Elle joua la surprise, mais au fond d’elle, elle s’attendait à la revoir cette compagne
d’une nuit, son ancienne camarade de classe devenue une femme orgueilleuse à ses
yeux : de par son aura, elle dominait désormais le groupe et harcelait l’autre jusqu’à ce
que son innocente victime succombe à sa proie. Au petit matin, vers 06h, honteuse de sa
lâcheté, Marie s’était dépêchée de retrouver les autres et de faire comme si rien ne s’était
passé, mais au lieu des visages amicaux et rieurs, elle découvrit des masques froids et
tristes. Un drame était arrivé plus tôt : le labrador de la maison avait rapporté un chausson
dans la cuisine et, comme il ne cessait de japper, sa patronne, Louise, l’avait suivi vers
l’étang, au bas de la propriété, où elle elle avait aperçu un corps flottant dans l’eau.
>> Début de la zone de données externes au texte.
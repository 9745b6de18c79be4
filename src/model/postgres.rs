use async_trait::async_trait;
use sqlx::PgPool;
use tracing::Instrument;
use uuid::Uuid;

use super::{
    parse_id, NewSubscriber, StoreError, StoreResult, Subscriber, SubscriberName, SubscriberStore,
};
/// Postgres error code for `unique_violation`.
const UNIQUE_VIOLATION: &str = "23505";

/// A `SubscriberStore` backed by the `subscribers` table.
#[derive(Clone, Debug)]
pub struct PgSubscriberStore {
    db: PgPool,
}

impl PgSubscriberStore {
    pub fn new(db: PgPool) -> Self {
        Self { db }
    }
}

#[async_trait]
impl SubscriberStore for PgSubscriberStore {
    async fn create(&self, subscriber: NewSubscriber) -> StoreResult<Subscriber> {
        let id = subscriber.resolve_id()?;

        let q_span = tracing::info_span!("Inserting subscriber into the database", %id);
        let inserted = sqlx::query_as::<_, Subscriber>(
            r#"
            INSERT INTO subscribers (id, name, subscribed_channel, subscribed_date)
            VALUES ($1, $2, $3, now())
            RETURNING id, name, subscribed_channel, subscribed_date
        "#,
        )
        .bind(id)
        .bind(&subscriber.name)
        .bind(&subscriber.subscribed_channel)
        .fetch_one(&self.db)
        .instrument(q_span)
        .await;

        inserted.map_err(|er| map_insert_error(er, id))
    }

    async fn find_all(&self) -> StoreResult<Vec<Subscriber>> {
        let subscribers = sqlx::query_as::<_, Subscriber>(
            r#"SELECT id, name, subscribed_channel, subscribed_date FROM subscribers
            ORDER BY subscribed_date, id"#,
        )
        .fetch_all(&self.db)
        .await?;

        Ok(subscribers)
    }

    async fn find_all_names(&self) -> StoreResult<Vec<SubscriberName>> {
        let names = sqlx::query_as::<_, SubscriberName>(
            r#"SELECT name, subscribed_channel FROM subscribers
            ORDER BY subscribed_date, id"#,
        )
        .fetch_all(&self.db)
        .await?;

        Ok(names)
    }

    async fn find_by_id(&self, id: &str) -> StoreResult<Option<Subscriber>> {
        let id = parse_id(id)?;
        let subscriber = sqlx::query_as::<_, Subscriber>(
            r#"SELECT id, name, subscribed_channel, subscribed_date FROM subscribers
            WHERE id = $1"#,
        )
        .bind(id)
        .fetch_optional(&self.db)
        .await?;

        Ok(subscriber)
    }

    async fn delete_by_id(&self, id: &str) -> StoreResult<Option<Subscriber>> {
        let id = parse_id(id)?;
        let deleted = sqlx::query_as::<_, Subscriber>(
            r#"DELETE FROM subscribers WHERE id = $1
            RETURNING id, name, subscribed_channel, subscribed_date"#,
        )
        .bind(id)
        .fetch_optional(&self.db)
        .await?;

        Ok(deleted)
    }
}

/// A unique violation on insert can only come from the primary key,
/// so it is reported as a taken id. Everything else is propagated.
fn map_insert_error(error: sqlx::Error, id: Uuid) -> StoreError {
    match error {
        sqlx::Error::Database(ref er) if er.code().as_deref() == Some(UNIQUE_VIOLATION) => {
            StoreError::DuplicateId(id)
        }
        other => StoreError::Sqlx(other),
    }
}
Elle
avait nagé jusqu’à lui et avait réussi à le ramener sur la berge. C’est là qu’elle avait
reconnu son amie Suzon, morte noyée.
Les quatre occupantes du gîte furent bientôt interrogées par les enquêteurs sur leur
emploi du temps et leurs liens avec la victime. Très vite, le médecin légiste certifia que la
mort n’était pas due à la noyade, mais au coup de poignard violent porté au coeur de la
victime. L’assassin, après son geste fatal, avait porté ou tiré le corps dans l’herbe, puis
l’avait jeté dans l’eau, un sac poubelle autour de la tête pour l’asphyxier. Evidemment,
l’eau ne permettrait pas de retrouver de quelconques empreintes, l’enquête s’avérait donc
difficile. Qui avait donc pu haïr autant Suzon pour vouloir la tuer aussi sauvagement ? Un
différend amoureux ? Une histoire de dette ? Un trafic de drogue ? La Capitaine de
Gendarmerie de Lannion tournait toutes ces questions dans sa tête mais, pour l’instant,
aucun indice n’apportait d’éclairage sur la cause de la mort.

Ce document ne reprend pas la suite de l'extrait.